The 1:2 ratio very is well defined and over all a nice simple composition.


Originality 21
Cleanliness 24
Composition 21
Difficulty 21


----------



## orlando (Feb 14, 2007)

Excellent photography and beautiful tank.

Originality 23
Cleanliness 23
Composition 22
Difficulty 24


----------



## davemonkey (Mar 29, 2008)

Total Score

Originality - 64
Cleanliness - 71
Composition -65
Difficulty - 65

Members' Choice Points - 6

Total - 271


----------



## MiKlo (Jun 20, 2008)

Tot slot het punt's. Kan niet wachten om te zien al de andere punten: D

Dankzij de rechters met hun opmerkingen!


----------



## davemonkey (Mar 29, 2008)

MiKlo said:


> Tot slot het punt's. Kan niet wachten om te zien al de andere punten: D
> 
> Dankzij de rechters met hun opmerkingen!


Mike, I don't know what you said, but *CONGRATULATIONS* on winning APC's 2010 TOTY Contest!! :supz:

-Dave


----------



## MiKlo (Jun 20, 2008)

Sorry, I posted it in dutch 

I said that could not wait to see al the other points. 
Big thanks to the judges!!!!!

Thnx Dave!! I didn't think I would win after seeing al the other beautiful scapes!!

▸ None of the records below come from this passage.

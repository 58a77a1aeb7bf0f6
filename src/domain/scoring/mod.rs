//! Scoring - pure functions turning judgments into completion scores.

mod engine;

pub use engine::{criterion_weight, ScoreEngine};
//! Configuration error types

use thiserror::Error;

/// Errors that can occur during configuration loading
#[derive(Debug, Error)]
pub enum ConfigError {
    #[error("Configuration loading failed: {0}")]
    LoadError(#[from] config::ConfigError),

    #[error("Validation failed: {0}")]
    ValidationFailed(#[from] ValidationError),
}

/// Errors that can occur during configuration validation
#[derive(Debug, Error, PartialEq, Eq)]
pub enum ValidationError {
    #[error("Required configuration missing: {0}")]
    MissingRequired(&'static str),

    #[error("Endpoint URL must use http or https: {0}")]
    InvalidEndpointUrl(String),

    #[error("Endpoint must use HTTPS in production")]
    EndpointMustBeHttps,

    #[error("Invalid {0} timeout (must be 1-300 seconds)")]
    InvalidTimeout(&'static str),

    #[error("Retry count exceeds maximum allowed (10)")]
    TooManyRetries,

    #[error("Poll interval must be at least one second")]
    InvalidPollInterval,
}
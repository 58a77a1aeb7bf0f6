//! Score Engine - weighted pass ratios for elements, zones and inspections.
//!
//! All arithmetic is integer and truncating: the weather bonus is
//! `sum_pass * 11 / 10` and ratios are `sum_pass * 100 / sum_judged`. The bonus
//! is deliberately not capped, so a fully passing element under bonus reports
//! 110. Stored and reported scores already rely on that value.

use crate::domain::foundation::Score;
use crate::domain::inspection::{Criterion, Element, Judgment};

/// Weight of a criterion built from its catalog coefficients.
pub fn criterion_weight(element_coef: u32, criterion_coef: u32) -> u32 {
    element_coef.saturating_mul(criterion_coef)
}

#[derive(Debug, Default, Clone, Copy, PartialEq, Eq)]
struct Tally {
    sum_pass: u64,
    sum_judged: u64,
    judged: usize,
}

impl Tally {
    fn of<'a>(criteria: impl IntoIterator<Item = &'a Criterion>) -> Self {
        criteria.into_iter().fold(Tally::default(), |mut t, c| {
            match c.judgment {
                Judgment::Pass => {
                    t.sum_pass += u64::from(c.weight);
                    t.sum_judged += u64::from(c.weight);
                    t.judged += 1;
                }
                Judgment::Fail => {
                    t.sum_judged += u64::from(c.weight);
                    t.judged += 1;
                }
                Judgment::Unset => {}
            }
            t
        })
    }

    fn ratio(self, weather_bonus: bool) -> Score {
        if self.judged == 0 {
            return Score::NOT_EVALUATED;
        }

        let mut sum_pass = self.sum_pass;
        if weather_bonus && sum_pass > 0 {
            sum_pass = sum_pass * 11 / 10;
        }

        if self.sum_judged == 0 {
            return Score::ZERO;
        }

        let pct = sum_pass * 100 / self.sum_judged;
        Score::new(i32::try_from(pct).unwrap_or(i32::MAX))
    }
}

/// Pure scoring functions. Never fails, never performs I/O.
pub struct ScoreEngine;

impl ScoreEngine {
    /// Score of one element.
    ///
    /// # Edge Cases
    /// - No judged criterion: `-1`
    /// - Judged criteria all weightless: `0`
    /// - Weather bonus: may exceed 100
    pub fn element_score(element: &Element, weather_bonus: bool) -> Score {
        Tally::of(element.criteria.values()).ratio(weather_bonus)
    }

    /// Score of a zone: the same weighted ratio pooled across every criterion
    /// of every element. No bonus is applied at zone level.
    pub fn zone_score(elements: &[Element]) -> Score {
        Tally::of(elements.iter().flat_map(|e| e.criteria.values())).ratio(false)
    }

    /// Overall score: plain truncated mean of the given zone scores.
    ///
    /// Zone catalog coefficients are intentionally ignored. An empty slice
    /// yields `-1`.
    pub fn global_score(zone_scores: &[Score]) -> Score {
        if zone_scores.is_empty() {
            return Score::NOT_EVALUATED;
        }
        let total: i64 = zone_scores.iter().map(|s| i64::from(s.value())).sum();
        let mean = total / zone_scores.len() as i64;
        Score::new(i32::try_from(mean).unwrap_or(i32::MAX))
    }
}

Thnx everybody for voting !!!!


----------



## VincentK (Apr 6, 2010)

Hi, I really like your tank, I have a question though, how did you grow the HM in that ball on the right? Did you just let it grow naturally or did you grow it on the right?


----------



## MiKlo (Jun 20, 2008)

I started with a little bunch of it. After a while I started trimming it in the round shape. I did this without getting it out of the tank. Just go around it with your scissors and trim it into the shape you want. It's a very easy maintaining plant. Probably you can trim it in every shape you want


----------



## paronaram (Mar 27, 2009)

Hi Mike!

Awesome tank! I like it very much.
What did you use for substrate in your tank?

Thanks,
Aram


----------



## f1ea (Jul 7, 2009)

MiKlo said:


> I started with a little bunch of it. After a while I started trimming it in the round shape. I did this without getting it out of the tank. Just go around it with your scissors and trim it into the shape you want. It's a very easy maintaining plant. *Probably you can trim it in every shape you want *


Edward scissorhands? 

gefeliciteert met je prijs! echt mooie gedaan en total gezond


----------



## Newt (Apr 1, 2004)

Just as beautiful as your other tank.
Nice work.


----------



## MiKlo (Jun 20, 2008)

Thnx 

@ Paronaram; Only black and white gravel and ada Iron bottom long.


----------



## swordfish182 (Oct 3, 2009)

Good tank, very healthy.. Congrats¡¡¡¡:-({|=


----------



## paronaram (Mar 27, 2009)

Hey Mike,

What did you use for "carpet" on the right side: is it moss or HC?

Thanks


----------



## MiKlo (Jun 20, 2008)

That's HC.


----------



## Big Dog (Nov 30, 2009)

Very very cool.[/COLOR*:roll::roll::roll::whoo::whoo::mullet:*]


----------



## Defiant (Sep 13, 2010)

wow this is one beautiful tank great work


----------